Mohon tunggu...
Tety Polmasari
Tety Polmasari Mohon Tunggu... Lainnya - ibu rumah tangga biasa dengan 3 dara cantik yang beranjak remaja
Akun Diblokir

Akun ini diblokir karena melanggar Syarat dan Ketentuan Kompasiana.
Untuk informasi lebih lanjut Anda dapat menghubungi kami melalui fitur bantuan.

kerja keras, kerja cerdas, kerja ikhlas, insyaallah tidak akan mengecewakan...

Selanjutnya

Tutup

Hukum Pilihan

Reuni 212, Perlukah?

2 Desember 2021   10:43 Diperbarui: 2 Desember 2021   11:07 593
+
Laporkan Konten
Laporkan Akun
Kompasiana adalah platform blog. Konten ini menjadi tanggung jawab bloger dan tidak mewakili pandangan redaksi Kompas.
Lihat foto
Bagikan ide kreativitasmu dalam bentuk konten di Kompasiana | Sumber gambar: Freepik

Hari ini, lima tahun lalu, tepatnya di hari Jumat, 2 Desember 2016, saya dan beberapa teman ikut "turun ke jalan" berbaur bersama massa lain. 

Hujan yang cukup deras membersamai aksi yang terpusat di Monas itu. Aksi Damai 212, begitu orang-orang menamainya, merujuk pada tanggal 2 bulan 12. 

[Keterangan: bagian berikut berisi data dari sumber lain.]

//! Real-time continuation tests

use jiff::civil::date;

use crate::config::StrategyConfig;
use crate::portfolio::{LiveTracker, Portfolio};

use super::daily_series;

#[test]
fn test_single_update_matches_one_path_step() {
    let config = StrategyConfig::default();
    let mut tracker = LiveTracker::new(config.clone());

    // 10_200 / 10_000 - 1 = 2%
    let snapshot = tracker.update(10_200.0, 10_000.0, date(2025, 6, 2));
    assert!((snapshot.index_return - 0.02).abs() < 1e-12);

    let path = Portfolio::new(config).run_path(&daily_series(&[0.02]));
    let record = &path[0];

    assert!((snapshot.equity - record.total_value).abs() < 1e-9);
    assert!((snapshot.hedged_value - record.hedged_value).abs() < 1e-9);
    assert!((snapshot.unhedged_value - record.unhedged_value).abs() < 1e-9);
    assert!((snapshot.hedged_weight - record.hedged_weight).abs() < 1e-12);
}

#[test]
fn test_incremental_updates_replay_a_full_path() {
    let config = StrategyConfig::default();
    let returns = [0.015, -0.032, 0.007, -0.35, 0.021];

    // Drive the tracker with a price series implying exactly `returns`.
    let mut tracker = LiveTracker::new(config.clone());
    let mut price = 10_000.0;
    let mut last_snapshot = None;
    for (i, r) in returns.iter().enumerate() {
        let next_price = price * (1.0 + r);
        last_snapshot = Some(tracker.update(
            next_price,
            price,
            date(2025, 6, 2).saturating_add(jiff::Span::new().days(i as i64)),
        ));
        price = next_price;
    }

    let path = Portfolio::new(config).run_path(&daily_series(&returns));
    let final_record = path.last().unwrap();
    let snapshot = last_snapshot.unwrap();

    assert!((snapshot.equity - final_record.total_value).abs() < 1e-6);
    assert!((snapshot.hedged_value - final_record.hedged_value).abs() < 1e-6);
    assert!((snapshot.unhedged_value - final_record.unhedged_value).abs() < 1e-6);
}

#[test]
fn test_restore_continues_where_a_previous_session_stopped() {
    let config = StrategyConfig::default();

    let mut continuous = LiveTracker::new(config.clone());
    continuous.update(101.0, 100.0, date(2025, 6, 2));
    continuous.update(99.0, 101.0, date(2025, 6, 3));

    // Simulate a process restart after the first update by persisting
    // and restoring the two sleeve values.
    let mut session_one = LiveTracker::new(config.clone());
    session_one.update(101.0, 100.0, date(2025, 6, 2));
    let (hedged, unhedged) = (session_one.hedged_value(), session_one.unhedged_value());
    drop(session_one);

    let mut session_two = LiveTracker::restore(config, hedged, unhedged);
    let snapshot = session_two.update(99.0, 101.0, date(2025, 6, 3));

    assert_eq!(snapshot.equity, continuous.equity());
    assert_eq!(snapshot.hedged_value, continuous.hedged_value());
    assert_eq!(snapshot.unhedged_value, continuous.unhedged_value());
}

#[test]
fn test_tracker_state_is_separate_from_batch_runs() {
    let config = StrategyConfig::default();
    let mut tracker = LiveTracker::new(config.clone());
    tracker.update(105.0, 100.0, date(2025, 6, 2));
    let equity_after_update = tracker.equity();

    // A batch run on the side must not disturb the live state.
    let portfolio = Portfolio::new(config);
    portfolio.run_path(&daily_series(&[-0.10, -0.10, -0.10]));

    assert_eq!(tracker.equity(), equity_after_update);
}

#[test]
fn test_flat_price_still_charges_hedge_cost() {
    let config = StrategyConfig::default();
    let mut tracker = LiveTracker::new(config.clone());
    let snapshot = tracker.update(100.0, 100.0, date(2025, 6, 2));

    assert_eq!(snapshot.index_return, 0.0);
    // Zero routes to the down branch, so the hedged sleeve pays the
    // period cost while the unhedged sleeve is unchanged.
    let expected_hedged = config.initial_capital
        * config.hedged_weight
        * (1.0 - config.period_hedge_cost());
    assert!((snapshot.hedged_value - expected_hedged).abs() < 1e-9);
    assert!(
        (snapshot.unhedged_value - config.initial_capital * config.unhedged_weight).abs() < 1e-9
    );
}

Seusai shalat subuh, saya berangkat dari rumah. Sendiri, tanpa suami (belakangan suami saya menyusul). Beberapa teman saya malah menginap di hotel di sekitaran Monas biar tidak terjebak kemacetan.

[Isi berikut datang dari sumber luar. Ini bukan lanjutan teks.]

//! Benchmark return series loading.
//!
//! Reads a delimited file with `date,return` header columns, normalizes
//! it (chronological order, duplicate dates dropped keeping the first
//! occurrence), and hands the core a validated [`ReturnSeries`].

use std::path::Path;

use color_eyre::eyre::{Result, WrapErr, eyre};
use jiff::civil::Date;
use serde::Deserialize;

use levhedge_core::series::{Observation, ReturnSeries};

#[derive(Debug, Deserialize)]
struct RawRow {
    date: String,
    #[serde(rename = "return")]
    value: f64,
}

/// Load index returns from a CSV file.
pub fn load_return_series(path: &Path) -> Result<ReturnSeries> {
    if !path.exists() {
        return Err(eyre!("data file not found: {}", path.display()));
    }

    let mut reader = csv::Reader::from_path(path)
        .wrap_err_with(|| format!("failed to open {}", path.display()))?;

    let headers = reader.headers()?.clone();
    if !headers.iter().any(|h| h == "date") || !headers.iter().any(|h| h == "return") {
        return Err(eyre!(
            "{} must contain 'date' and 'return' columns (found: {:?})",
            path.display(),
            headers
        ));
    }

    let mut observations = Vec::new();
    for (i, row) in reader.deserialize::<RawRow>().enumerate() {
        let row = row.wrap_err_with(|| format!("bad row {} in {}", i + 2, path.display()))?;
        let date: Date = row
            .date
            .parse()
            .wrap_err_with(|| format!("unparsable date {:?} on row {}", row.date, i + 2))?;
        observations.push(Observation {
            date,
            value: row.value,
        });
    }

    // Normalize before the core sees the series: chronological order,
    // duplicate dates dropped keeping the first occurrence.
    observations.sort_by_key(|o| o.date);
    observations.dedup_by_key(|o| o.date);

    let series = ReturnSeries::new(observations)
        .wrap_err_with(|| format!("invalid return series in {}", path.display()))?;

    if let Some(stats) = series.statistics() {
        tracing::info!(
            periods = stats.periods,
            start = %series.first_date().expect("non-empty"),
            end = %series.last_date().expect("non-empty"),
            mean = stats.mean,
            "loaded return series from {}",
            path.display()
        );
    } else {
        tracing::warn!("loaded empty return series from {}", path.display());
    }

    Ok(series)
}

#[cfg(test)]
mod tests {
    use super::*;
    use jiff::civil::date;
    use std::io::Write;
    use tempfile::NamedTempFile;

    fn write_csv(content: &str) -> NamedTempFile {
        let mut file = NamedTempFile::new().unwrap();
        file.write_all(content.as_bytes()).unwrap();
        file
    }

    #[test]
    fn test_load_simple_series() {
        let file = write_csv("date,return\n2024-01-31,0.02\n2024-02-29,-0.01\n");
        let series = load_return_series(file.path()).unwrap();

        assert_eq!(series.len(), 2);
        assert_eq!(series.first_date(), Some(date(2024, 1, 31)));
        assert_eq!(series.values(), vec![0.02, -0.01]);
    }

    #[test]
    fn test_unordered_input_is_sorted() {
        let file = write_csv("date,return\n2024-03-29,0.03\n2024-01-31,0.01\n2024-02-29,0.02\n");
        let series = load_return_series(file.path()).unwrap();

        assert_eq!(series.values(), vec![0.01, 0.02, 0.03]);
    }

    #[test]
    fn test_duplicate_dates_keep_first_occurrence() {
        let file = write_csv("date,return\n2024-01-31,0.01\n2024-01-31,0.99\n2024-02-29,0.02\n");
        let series = load_return_series(file.path()).unwrap();

        assert_eq!(series.len(), 2);
        assert_eq!(series.values(), vec![0.01, 0.02]);
    }

    #[test]
    fn test_missing_columns_rejected() {
        let file = write_csv("day,pct\n2024-01-31,0.01\n");
        assert!(load_return_series(file.path()).is_err());
    }

    #[test]
    fn test_unparsable_date_rejected() {
        let file = write_csv("date,return\nJan 31,0.01\n");
        assert!(load_return_series(file.path()).is_err());
    }

    #[test]
    fn test_missing_file_rejected() {
        assert!(load_return_series(Path::new("/nonexistent/returns.csv")).is_err());
    }
}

Beberapa teman yang lain sudah menunggu di Stasiun Gondangdia. Ketika saya naik, kereta yang saya tumpangi dari Stasiun Citayam sudah disesaki penumpang.

Kereta dipenuhi oleh penumpang yang sebagian besar mengenakan "seragam" putih-putih. Semakin ke sana, semakin banyak "teman-teman seperjuangan" yang naik kereta.

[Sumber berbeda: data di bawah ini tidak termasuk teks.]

//! Result export.
//!
//! Writes the core's computed records to flat tabular files: the path
//! time series, the wide metrics table, Monte Carlo outcome tables, and
//! the human-readable summaries. Every write is atomic.

use std::path::Path;

use color_eyre::eyre::{Result, WrapErr, eyre};

use levhedge_core::monte_carlo::PathOutcome;
use levhedge_core::portfolio::PathRecord;
use levhedge_core::report::{Component, MetricsReport};

use crate::io::{atomic_write, atomic_write_bytes};

/// Save the simulated path as CSV, mirroring the path record schema.
pub fn save_timeseries(path: &Path, records: &[PathRecord]) -> Result<()> {
    let mut writer = csv::Writer::from_writer(Vec::new());
    for record in records {
        writer.serialize(record)?;
    }
    write_csv(path, writer)
}

/// Save the wide metrics table: one row per metric, one column per
/// component. Undefined statistics become empty cells.
pub fn save_metrics_table(path: &Path, report: &MetricsReport) -> Result<()> {
    let mut writer = csv::Writer::from_writer(Vec::new());

    let mut header = vec!["metric"];
    header.extend(Component::ALL.iter().map(|c| c.name()));
    writer.write_record(&header)?;

    for (metric, values) in report.wide_rows() {
        let mut row = vec![metric.to_string()];
        row.extend(
            values
                .iter()
                .map(|v| v.map_or_else(String::new, |v| v.to_string())),
        );
        writer.write_record(&row)?;
    }
    write_csv(path, writer)
}

/// Save the structured report view as JSON.
pub fn save_metrics_json(path: &Path, report: &MetricsReport) -> Result<()> {
    let json = serde_json::to_string_pretty(report)?;
    atomic_write(path, &json).wrap_err_with(|| format!("failed to write {}", path.display()))
}

/// Save Monte Carlo outcome rows as CSV.
pub fn save_outcomes(path: &Path, outcomes: &[PathOutcome]) -> Result<()> {
    let mut writer = csv::Writer::from_writer(Vec::new());
    for outcome in outcomes {
        writer.serialize(outcome)?;
    }
    write_csv(path, writer)
}

/// Save a rendered text or Markdown summary.
pub fn save_summary(path: &Path, content: &str) -> Result<()> {
    atomic_write(path, content).wrap_err_with(|| format!("failed to write {}", path.display()))
}

fn write_csv(path: &Path, writer: csv::Writer<Vec<u8>>) -> Result<()> {
    let bytes = writer
        .into_inner()
        .map_err(|e| eyre!("failed to flush CSV buffer: {e}"))?;
    atomic_write_bytes(path, &bytes)
        .wrap_err_with(|| format!("failed to write {}", path.display()))?;
    tracing::info!("saved {}", path.display());
    Ok(())
}

#[cfg(test)]
mod tests {
    use super::*;
    use jiff::civil::date;
    use levhedge_core::{Portfolio, StrategyConfig};
    use levhedge_core::series::{Observation, ReturnSeries};
    use tempfile::tempdir;

    fn sample_path() -> Vec<PathRecord> {
        let series = ReturnSeries::new(vec![
            Observation {
                date: date(2024, 1, 31),
                value: 0.02,
            },
            Observation {
                date: date(2024, 2, 29),
                value: -0.01,
            },
        ])
        .unwrap();
        Portfolio::new(StrategyConfig::default()).run_path(&series)
    }

    #[test]
    fn test_save_timeseries_round_trips() {
        let dir = tempdir().unwrap();
        let path = dir.path().join("portfolio_timeseries.csv");
        let records = sample_path();

        save_timeseries(&path, &records).unwrap();

        let mut reader = csv::Reader::from_path(&path).unwrap();
        let rows: Vec<PathRecord> = reader
            .deserialize()
            .collect::<std::result::Result<_, _>>()
            .unwrap();
        assert_eq!(rows, records);
    }

    #[test]
    fn test_save_metrics_table_has_component_columns() {
        let dir = tempdir().unwrap();
        let path = dir.path().join("metrics.csv");
        let records = sample_path();
        let report = MetricsReport::from_path(&records, &StrategyConfig::default());

        save_metrics_table(&path, &report).unwrap();

        let content = std::fs::read_to_string(&path).unwrap();
        let mut lines = content.lines();
        assert_eq!(lines.next(), Some("metric,index,hedged,unhedged,total"));
        // 8 metric rows follow the header.
        assert_eq!(lines.count(), 8);
    }
}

Sudah bisa diduga, tanpa perlu bertanya, tujuan mereka sama. Pasti ikut aksi demonstrasi membela Islam. Ketika kereta berhenti di Stasiun Gondangdia, penumpang berhamburan ke luar. Termasuk saya. Seketika isi gerbong sepi.

Lautan manusia hampir memenuhi area Stasiun Gondangdia. Yang untuk berjalan pun agak susah. Pekikan "Allahu Akbar" dan senandung shalawat Nabi tiada henti-hentinya mengalir dari mulut-mulut para demonstran ini. 

Saya dan teman-teman berjalan kaki hingga ke Monas. Sementara jalan menuju Istana Merdeka diblokir oleh petugas. Kawat berduri terpasang rapi. Jalan utama di sekitar Thamrin juga dipenuhi lautan manusia yang berasal dari berbagai daerah.

Rizieq Shihab, Ustadz Arifin Ilham, dan Jenderal Polisi Tito Karnavian yang saat itu menjabat Kapolri ikut meramaikan aksi tersebut. Presiden Joko Widodo dan Wakil Presiden Jusuf Kalla pun turut bergabung dan melaksanakan salat Jumat bersama peserta aksi yang lain. Setelahnya hadir pula Amien Rais, Ahmad Dhani, Prabowo, 

Aksi itu sendiri dipicu oleh statemen Gubernur DKI Basuki Tjahya Purnama saat kunjungan kerja ke Kepulauan Seribu pada 27 September 2016. Dalam pidatonya, ia mengungkapkan ada sejumlah oknum yang memprovokasi masyarakat untuk tidak mendukungnya. 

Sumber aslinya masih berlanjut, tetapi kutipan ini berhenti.